▸ Task details
Pull every line with "Bool" from the entries below.

┌──

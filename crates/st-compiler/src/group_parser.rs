//! Parses `.stg` group-file source into a [`GroupFile`].
//!
//! A definition's right-hand side is disambiguated by the first
//! significant character after `::=`: `[` starts a dictionary, `"`/`<<`/
//! `<%` starts a template body, and a bare identifier with nothing else
//! following is an alias to another template.

use st_core::{ErrorKind, Span};

use crate::group_ast::{DefaultSyntax, Def, DictKey, DictValue, DictionaryDef, FormalArgSyntax, GroupFile, TemplateDef};
use crate::group_lexer::{Lexer, TokKind, Token};

pub fn parse_group_file(src: &str) -> (GroupFile, Vec<ErrorKind>) {
    let mut p = Parser::new(src);
    let file = p.parse_file();
    (file, p.lexer.errors.drain(..).chain(p.errors.drain(..)).collect())
}

struct Parser<'a> {
    lexer: Lexer<'a>,
    lookahead: Option<Token>,
    errors: Vec<ErrorKind>,
}

impl<'a> Parser<'a> {
    fn new(src: &'a str) -> Self {
        Self { lexer: Lexer::new(src), lookahead: None, errors: Vec::new() }
    }

    fn peek(&mut self) -> &Token {
        if self.lookahead.is_none() {
            self.lookahead = Some(self.lexer.next_token());
        }
        self.lookahead.as_ref().unwrap()
    }

    fn bump(&mut self) -> Token {
        self.peek();
        self.lookahead.take().unwrap()
    }

    fn error(&mut self, kind: ErrorKind) {
        self.errors.push(kind);
    }

    fn expect_str(&mut self) -> String {
        match self.bump().kind {
            TokKind::Str(s) => s,
            other => {
                self.error(ErrorKind::SyntaxError { detail: format!("expected a quoted string, found {other:?}") });
                String::new()
            }
        }
    }

    fn expect_ident(&mut self) -> String {
        match self.bump().kind {
            TokKind::Ident(s) => s,
            other => {
                self.error(ErrorKind::SyntaxError { detail: format!("expected an identifier, found {other:?}") });
                String::new()
            }
        }
    }

    fn expect(&mut self, kind: TokKind) {
        if self.peek().kind != kind {
            self.error(ErrorKind::SyntaxError { detail: format!("expected {kind:?}, found {:?}", self.peek().kind) });
            return;
        }
        self.bump();
    }

    fn parse_file(&mut self) -> GroupFile {
        let mut file = GroupFile { delimiters: None, imports: Vec::new(), defs: Vec::new() };
        loop {
            match self.peek().kind.clone() {
                TokKind::Eof => break,
                TokKind::Ident(name) if name == "delimiters" => {
                    self.bump();
                    let start = self.expect_str();
                    self.expect(TokKind::Comma);
                    let stop = self.expect_str();
                    let start_ch = start.chars().next().unwrap_or('<');
                    let stop_ch = stop.chars().next().unwrap_or('>');
                    file.delimiters = Some((start_ch, stop_ch));
                }
                TokKind::Ident(name) if name == "import" => {
                    self.bump();
                    let path = self.expect_str();
                    file.imports.push(path);
                }
                TokKind::At => {
                    file.defs.push(Def::Region(self.parse_region_def()));
                }
                TokKind::Ident(_) => {
                    file.defs.push(self.parse_named_def());
                }
                other => {
                    self.error(ErrorKind::SyntaxError { detail: format!("unexpected token at top level: {other:?}") });
                    self.bump();
                }
            }
        }
        file
    }

    fn parse_region_def(&mut self) -> TemplateDef {
        let start = self.peek().span.start;
        self.bump(); // '@'
        let owner = self.expect_ident();
        self.expect(TokKind::Dot);
        let name = self.expect_ident();
        self.expect(TokKind::LParen);
        self.expect(TokKind::RParen);
        self.expect(TokKind::ColonColonEquals);
        let (body, body_span) = self.lexer.scan_body();
        let stop = body_span.stop;
        TemplateDef {
            name,
            region_owner: Some(owner),
            formal_args: Vec::new(),
            has_formal_args: true,
            body,
            body_span,
            span: Span::new(start, stop),
        }
    }

    fn parse_named_def(&mut self) -> Def {
        let start = self.peek().span.start;
        let name = self.expect_ident();
        let mut formal_args = Vec::new();
        let mut has_formal_args = false;
        if matches!(self.peek().kind, TokKind::LParen) {
            has_formal_args = true;
            self.bump();
            formal_args = self.parse_formal_args();
            self.expect(TokKind::RParen);
        }
        self.expect(TokKind::ColonColonEquals);

        match self.lexer.peek_significant_char() {
            Some('[') => {
                self.lookahead = None; // invalidate cached peek; reread raw '['
                self.expect(TokKind::LBrack);
                let dict = self.parse_dict_body(name, start);
                Def::Dictionary(dict)
            }
            Some('"') | Some('<') => {
                let (body, body_span) = self.lexer.scan_body();
                let stop = body_span.stop;
                Def::Template(TemplateDef { name, region_owner: None, formal_args, has_formal_args, body, body_span, span: Span::new(start, stop) })
            }
            _ => {
                let target = self.expect_ident();
                let stop = self.peek().span.start;
                Def::Alias { name, target, span: Span::new(start, stop) }
            }
        }
    }

    fn parse_formal_args(&mut self) -> Vec<FormalArgSyntax> {
        let mut args = Vec::new();
        if matches!(self.peek().kind, TokKind::RParen) {
            return args;
        }
        loop {
            let name = self.expect_ident();
            let default = if matches!(self.peek().kind, TokKind::Equals) {
                self.bump();
                Some(self.parse_default_value())
            } else {
                None
            };
            args.push(FormalArgSyntax { name, default });
            if matches!(self.peek().kind, TokKind::Comma) {
                self.bump();
                continue;
            }
            break;
        }
        args
    }

    fn parse_default_value(&mut self) -> DefaultSyntax {
        if self.lexer.peek_significant_char() == Some('{') {
            self.lookahead = None;
            let (text, span) = self.lexer.scan_brace_balanced();
            return DefaultSyntax::AnonTemplate(text, span);
        }
        match self.peek().kind.clone() {
            TokKind::Str(_) => DefaultSyntax::Str(self.expect_str()),
            TokKind::LBrack => {
                self.bump();
                self.expect(TokKind::RBrack);
                DefaultSyntax::EmptyList
            }
            TokKind::Ident(ref name) if name == "true" => {
                self.bump();
                DefaultSyntax::Bool(true)
            }
            TokKind::Ident(ref name) if name == "false" => {
                self.bump();
                DefaultSyntax::Bool(false)
            }
            other => {
                self.error(ErrorKind::SyntaxError { detail: format!("unsupported default value: {other:?}") });
                self.bump();
                DefaultSyntax::Str(String::new())
            }
        }
    }

    fn parse_dict_body(&mut self, name: String, start: u32) -> DictionaryDef {
        let mut entries = Vec::new();
        loop {
            if matches!(self.peek().kind, TokKind::RBrack) {
                break;
            }
            let key = match self.peek().kind.clone() {
                TokKind::Str(_) => DictKey::Str(self.expect_str()),
                TokKind::Ident(ref ident) if ident == "default" => {
                    self.bump();
                    DictKey::Default
                }
                other => {
                    self.error(ErrorKind::SyntaxError { detail: format!("expected a dictionary key, found {other:?}") });
                    self.bump();
                    continue;
                }
            };
            self.expect(TokKind::Colon);
            let value = match self.peek().kind.clone() {
                TokKind::Str(_) => DictValue::Str(self.expect_str()),
                TokKind::LBrack => {
                    self.bump();
                    self.expect(TokKind::RBrack);
                    DictValue::EmptyList
                }
                TokKind::Ident(ref ident) if ident == "key" => {
                    self.bump();
                    DictValue::KeySentinel
                }
                other => {
                    self.error(ErrorKind::SyntaxError { detail: format!("expected a dictionary value, found {other:?}") });
                    self.bump();
                    DictValue::Str(String::new())
                }
            };
            entries.push((key, value));
            if matches!(self.peek().kind, TokKind::Comma) {
                self.bump();
                continue;
            }
            break;
        }
        let stop = self.peek().span.stop;
        self.expect(TokKind::RBrack);
        DictionaryDef { name, entries, span: Span::new(start, stop) }
    }
}

#[cfg(test)]
mod tests {
    use super::*;

    #[test]
    fn parses_a_simple_template_definition() {
        let (file, errors) = parse_group_file(r#"hi(name) ::= "hello <name>!""#);
        assert!(errors.is_empty());
        assert_eq!(file.defs.len(), 1);
        match &file.defs[0] {
            Def::Template(t) => {
                assert_eq!(t.name, "hi");
                assert_eq!(t.formal_args.len(), 1);
                assert_eq!(t.body, "hello <name>!");
            }
            other => panic!("expected template def, got {other:?}"),
        }
    }

    #[test]
    fn parses_heredoc_body() {
        let src = "outer() ::= <<\nprefix:\n    <inner()>\n>>\ninner() ::= \"a\\nb\"";
        let (file, errors) = parse_group_file(src);
        assert!(errors.is_empty());
        assert_eq!(file.defs.len(), 2);
    }

    #[test]
    fn parses_dictionary_with_default_key() {
        let (file, errors) = parse_group_file(r#"types ::= ["int":"Integer", default: "Object"]"#);
        assert!(errors.is_empty());
        match &file.defs[0] {
            Def::Dictionary(d) => {
                assert_eq!(d.name, "types");
                assert_eq!(d.entries.len(), 2);
                assert_eq!(d.entries[1].0, DictKey::Default);
            }
            other => panic!("expected dictionary def, got {other:?}"),
        }
    }

    #[test]
    fn parses_alias() {
        let (file, errors) = parse_group_file("b ::= a\na() ::= \"x\"");
        assert!(errors.is_empty());
        assert!(matches!(&file.defs[0], Def::Alias { name, target, .. } if name == "b" && target == "a"));
    }

    #[test]
    fn parses_import_and_delimiters() {
        let (file, errors) = parse_group_file("delimiters \"$\", \"$\"\nimport \"base.stg\"\nt() ::= \"$x$\"");
        assert!(errors.is_empty());
        assert_eq!(file.delimiters, Some(('$', '$')));
        assert_eq!(file.imports, vec!["base.stg".to_string()]);
    }

    #[test]
    fn parses_region_definition() {
        let (file, errors) = parse_group_file(r#"@t.region() ::= "body""#);
        assert!(errors.is_empty());
        match &file.defs[0] {
            Def::Region(t) => {
                assert_eq!(t.region_owner.as_deref(), Some("t"));
                assert_eq!(t.name, "region");
            }
            other => panic!("expected region def, got {other:?}"),
        }
    }

    #[test]
    fn parses_formal_argument_with_string_default() {
        let (file, errors) = parse_group_file(r#"greet(name="world") ::= "hi <name>""#);
        assert!(errors.is_empty());
        match &file.defs[0] {
            Def::Template(t) => {
                assert_eq!(t.formal_args[0].name, "name");
                assert_eq!(t.formal_args[0].default, Some(DefaultSyntax::Str("world".into())));
            }
            other => panic!("expected template def, got {other:?}"),
        }
    }
}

└──

▸ Response area
                DefaultSyntax::Bool(true)
                DefaultSyntax::Bool(false)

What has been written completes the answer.